327 Background: The use of preoperative therapy for pancreatic cancer remains controversial. This study reviews our experience using neoadjuvant chemotherapy and chemoradiation (CRT) followed by surgery with intraoperative electron irradiation (IOERT) for patients with borderline resectable (BR) or unresectable (UR) tumors. Methods: A retrospective review identified 48 patients (pts) with primary BR/UR pancreas adenocarcinoma treated with preop CRT with intent to proceed to curative surgery with IOERT. Seventeen patients did not undergo attempted resection and are excluded (disease progression, 12; medically inoperable, 3; declined surgery, 2). Thirty-one patients proceeded to resection attempt and are the subject of this analysis. Kaplan-Meier survival analysis was performed using log rank test for significance. Median follow up was 19 months (mo). Results: Complete resection (R0) was achieved in 11 pts, R1 in 5, and R2 or not resected (IOERT alone) in 15 patients. Twenty-six pts died (23 of disease, 2 unrelated causes, 1 uncertain). Median overall survival (OS) was 19 mo for all pts. Local progression was detected in only 5 patients (16%) while distant disease developed in 24 (77%). Resection status significantly correlated with OS; R0/R1 patients had a median survival of 23 mo vs. 10 mo for R2/unresected tumors (p = 0.002). Three-year OS was 35% vs. 0%, respectively. Survival was not influenced by tumor location, CA19-9 baseline or response, tumor size, or initial judgment of resectability (BR vs. UR). BR tumors were resectable after neoadjuvant therapy in 9 of 11 patients (R0, 8; R1, 1) while 8 of 20 initially UR tumors underwent resection (R0, 3; R1, 4; R2, 1).

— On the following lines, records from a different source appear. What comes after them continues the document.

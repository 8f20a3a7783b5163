//! Civil days paired with their Vietnamese lunar dates.
//!
//! [`VnDate`] keeps a civil day together with its precomputed lunar date
//! and adds navigation, parsing, validation and enumeration on top of the
//! conversion pair in [`crate::lunar`]. Nothing here re-derives the
//! astronomy: every operation is a thin, bounded walk over
//! [`solar_to_lunar`].

use std::collections::BTreeMap;
use std::fmt;
use std::ops::RangeInclusive;
use std::str::FromStr;

use chrono::{Datelike, Duration, FixedOffset, NaiveDate, Utc};

use crate::date::SolarDate;
use crate::lunar::{LunarDate, lunar_to_solar, solar_to_lunar};

/// Timezone offset of Viet Nam in whole hours east of UTC, the default for
/// every constructor that does not take an explicit offset.
pub const VIETNAM_TZ_OFFSET: i32 = 7;

/// Years accepted by the lunar-date parser.
///
/// The conversion itself applies no bound; its accuracy is simply
/// unvalidated outside this window.
pub const SUPPORTED_YEARS: RangeInclusive<i32> = 1800..=2040;

/// Errors from parsing or validating a lunar date.
#[derive(Debug, Clone, Copy, PartialEq, Eq, thiserror::Error)]
pub enum ParseDateError {
    /// The input does not match the `YYYY-MM-DD` pattern.
    #[error("invalid date format, expected YYYY-MM-DD")]
    InvalidFormat,
    /// The year lies outside [`SUPPORTED_YEARS`].
    #[error("year {year} outside supported range 1800..=2040")]
    UnsupportedYear {
        /// The rejected year.
        year: i32,
    },
    /// The month is not in `1..=12`.
    #[error("invalid month {month}")]
    InvalidMonth {
        /// The rejected month.
        month: u32,
    },
    /// The day is not in `1..=31`.
    #[error("invalid day {day}")]
    InvalidDay {
        /// The rejected day.
        day: u32,
    },
    /// The triple is well-formed but names no real lunar date, e.g. day 30
    /// of a 29-day lunar month.
    #[error("no such lunar date {year:04}-{month:02}-{day:02}")]
    InvalidDate { year: i32, month: u32, day: u32 },
}

/// A civil day paired with its Vietnamese lunar date.
///
/// # Example
///
/// ```
/// use amlich::VnDate;
///
/// let date = VnDate::from_solar_ymd(2014, 9, 23).unwrap();
/// assert_eq!(30, date.day());
/// assert_eq!(8, date.month());
/// assert_eq!("2014-08-30 (2014-09-23)", date.to_string());
/// ```
#[derive(Debug, Copy, Clone, PartialEq, Eq)]
pub struct VnDate {
    solar: NaiveDate,
    lunar: LunarDate,
    tz_offset: i32,
}

impl VnDate {
    /// Pairs `solar` with its lunar date in a timezone `tz_offset` whole
    /// hours east of UTC.
    pub fn new(solar: NaiveDate, tz_offset: i32) -> Self {
        let lunar = solar_to_lunar(
            SolarDate::new(solar.year(), solar.month(), solar.day()),
            tz_offset,
        );
        Self {
            solar,
            lunar,
            tz_offset,
        }
    }

    /// Pairs a civil date with its lunar date in the Vietnamese timezone.
    pub fn from_solar(solar: NaiveDate) -> Self {
        Self::new(solar, VIETNAM_TZ_OFFSET)
    }

    /// Like [`VnDate::from_solar`], from the civil components.
    ///
    /// Returns `None` when the components do not name a civil date.
    pub fn from_solar_ymd(year: i32, month: u32, day: u32) -> Option<Self> {
        NaiveDate::from_ymd_opt(year, month, day).map(Self::from_solar)
    }

    /// The current day in Viet Nam.
    pub fn today() -> Self {
        let tz = FixedOffset::east_opt(VIETNAM_TZ_OFFSET * 3600).expect("offset in range");
        Self::new(Utc::now().with_timezone(&tz).date_naive(), VIETNAM_TZ_OFFSET)
    }

    /// The civil date.
    pub fn solar(&self) -> NaiveDate {
        self.solar
    }
    /// The lunar date.
    pub fn lunar(&self) -> LunarDate {
        self.lunar
    }
    /// The timezone offset this pairing was computed in.
    pub fn timezone_offset(&self) -> i32 {
        self.tz_offset
    }

    /// Lunar day of month.
    pub fn day(&self) -> u32 {
        self.lunar.day
    }
    /// Lunar month.
    pub fn month(&self) -> u32 {
        self.lunar.month
    }
    /// Lunar year.
    pub fn year(&self) -> i32 {
        self.lunar.year
    }
    /// `true` when the date falls in an intercalary month.
    pub fn is_leap_month(&self) -> bool {
        self.lunar.leap
    }

    /// The date `days` civil days later (earlier when negative).
    pub fn add_days(&self, days: i64) -> Self {
        Self::new(self.solar + Duration::days(days), self.tz_offset)
    }

    /// `true` if `self` is earlier than `other`.
    pub fn before(&self, other: &VnDate) -> bool {
        self.solar < other.solar
    }
    /// `true` if `self` is later than `other`.
    pub fn after(&self, other: &VnDate) -> bool {
        self.solar > other.solar
    }

    /// `true` when tomorrow is the first day of a lunar month.
    pub fn is_first_day_tomorrow(&self) -> bool {
        self.add_days(1).day() == 1
    }
    /// `true` when tomorrow is the 15th, the full-moon day.
    pub fn is_full_moon_tomorrow(&self) -> bool {
        self.add_days(1).day() == 15
    }

    /// First day of this lunar month, found by scanning at most a month
    /// backwards.
    pub fn first_day_of_month(&self) -> Self {
        let mut date = *self;
        for _ in 0..31 {
            if date.day() == 1 {
                break;
            }
            date = date.add_days(-1);
        }
        date
    }
    /// Last day of this lunar month, the day before the next new moon.
    pub fn last_day_of_month(&self) -> Self {
        let mut date = *self;
        for _ in 0..31 {
            let next = date.add_days(1);
            if next.day() == 1 {
                break;
            }
            date = next;
        }
        date
    }
}

impl fmt::Display for VnDate {
    /// Formats as the lunar date followed by the civil date in parentheses.
    fn fmt(&self, f: &mut fmt::Formatter<'_>) -> fmt::Result {
        write!(f, "{} ({})", self.lunar, self.solar.format("%Y-%m-%d"))
    }
}

impl FromStr for VnDate {
    type Err = ParseDateError;

    /// Parses a *lunar* date in `YYYY-MM-DD` form, see [`parse_lunar`].
    fn from_str(s: &str) -> Result<Self, Self::Err> {
        parse_lunar(s)
    }
}

fn digits(s: &str, len: usize) -> Option<u32> {
    if s.len() == len && s.bytes().all(|b| b.is_ascii_digit()) {
        s.parse().ok()
    } else {
        None
    }
}

/// Parses a lunar date in `YYYY-MM-DD` form and validates it.
///
/// The year must lie in [`SUPPORTED_YEARS`] and the triple must name a
/// real lunar date: after the syntactic checks it is converted to the
/// civil calendar and back, which rejects e.g. day 30 of a 29-day month.
/// Intercalary months are not addressable in this format; the triple is
/// read as the common occurrence of its month.
///
/// # Example
///
/// ```
/// use amlich::vndate::{ParseDateError, parse_lunar};
///
/// let date = parse_lunar("2014-08-30").unwrap();
/// assert_eq!("2014-08-30 (2014-09-23)", date.to_string());
///
/// assert_eq!(Err(ParseDateError::InvalidMonth { month: 13 }), parse_lunar("2014-13-01"));
/// ```
pub fn parse_lunar(input: &str) -> Result<VnDate, ParseDateError> {
    let mut parts = input.split('-');
    let (y, m, d) = match (parts.next(), parts.next(), parts.next(), parts.next()) {
        (Some(y), Some(m), Some(d), None) => (y, m, d),
        _ => return Err(ParseDateError::InvalidFormat),
    };
    let year = digits(y, 4).ok_or(ParseDateError::InvalidFormat)? as i32;
    let month = digits(m, 2).ok_or(ParseDateError::InvalidFormat)?;
    let day = digits(d, 2).ok_or(ParseDateError::InvalidFormat)?;
    if !SUPPORTED_YEARS.contains(&year) {
        return Err(ParseDateError::UnsupportedYear { year });
    }
    if !(1..=12).contains(&month) {
        return Err(ParseDateError::InvalidMonth { month });
    }
    if !(1..=31).contains(&day) {
        return Err(ParseDateError::InvalidDay { day });
    }
    validate(year, month, day)
}

/// Parses a civil date in `YYYY-MM-DD` form and pairs it with its lunar
/// date in the Vietnamese timezone.
pub fn parse_solar(input: &str) -> Result<VnDate, ParseDateError> {
    NaiveDate::parse_from_str(input, "%Y-%m-%d")
        .map(VnDate::from_solar)
        .map_err(|_| ParseDateError::InvalidFormat)
}

/// Confirms that `(year, month, day)` names a real common-month lunar date
/// by converting to the civil calendar and back, and returns it paired
/// with its civil day.
pub fn validate(year: i32, month: u32, day: u32) -> Result<VnDate, ParseDateError> {
    let invalid = ParseDateError::InvalidDate { year, month, day };
    let lunar = LunarDate::new(year, month, day, false);
    let solar = lunar_to_solar(lunar, VIETNAM_TZ_OFFSET).map_err(|_| invalid)?;
    let back = solar_to_lunar(solar, VIETNAM_TZ_OFFSET);
    if back.year != year || back.month != month || back.day != day {
        return Err(invalid);
    }
    NaiveDate::from_ymd_opt(solar.year, solar.month, solar.day)
        .map(|d| VnDate::new(d, VIETNAM_TZ_OFFSET))
        .ok_or(invalid)
}

/// Every day from `from` through `to`, inclusive.
pub fn dates_between(from: VnDate, to: VnDate) -> Vec<VnDate> {
    let mut dates = Vec::new();
    let mut cur = from;
    while cur.before(&to) {
        dates.push(cur);
        cur = cur.add_days(1);
    }
    dates.push(cur);
    dates
}

/// Every day of the civil month `year`-`month` with its lunar date, in
/// order. Empty when the components name no civil month.
pub fn month_dates(year: i32, month: u32) -> Vec<VnDate> {
    let mut dates = Vec::new();
    let Some(mut day) = NaiveDate::from_ymd_opt(year, month, 1) else {
        return dates;
    };
    while day.month() == month {
        dates.push(VnDate::from_solar(day));
        match day.succ_opt() {
            Some(next) => day = next,
            None => break,
        }
    }
    dates
}

/// The twelve civil months of `year`, keyed by month number.
pub fn year_month_dates(year: i32) -> BTreeMap<u32, Vec<VnDate>> {
    (1..=12).map(|m| (m, month_dates(year, m))).collect()
}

Conclusions: Neoadjuvant therapy combined with IOERT has the possibility to improve patient selection for surgical resection and to optimize local therapy. Although the prognosis for locally advanced pancreatic cancer remains poor, survival was superior among patients for whom R0 or R1 resection was achieved. Distant metastasis remained the dominant pattern of failure, and novel systemic agents are needed. Prospective evaluation of the impact of neoadjuvant chemotherapy, CRT, and IOERT is warranted.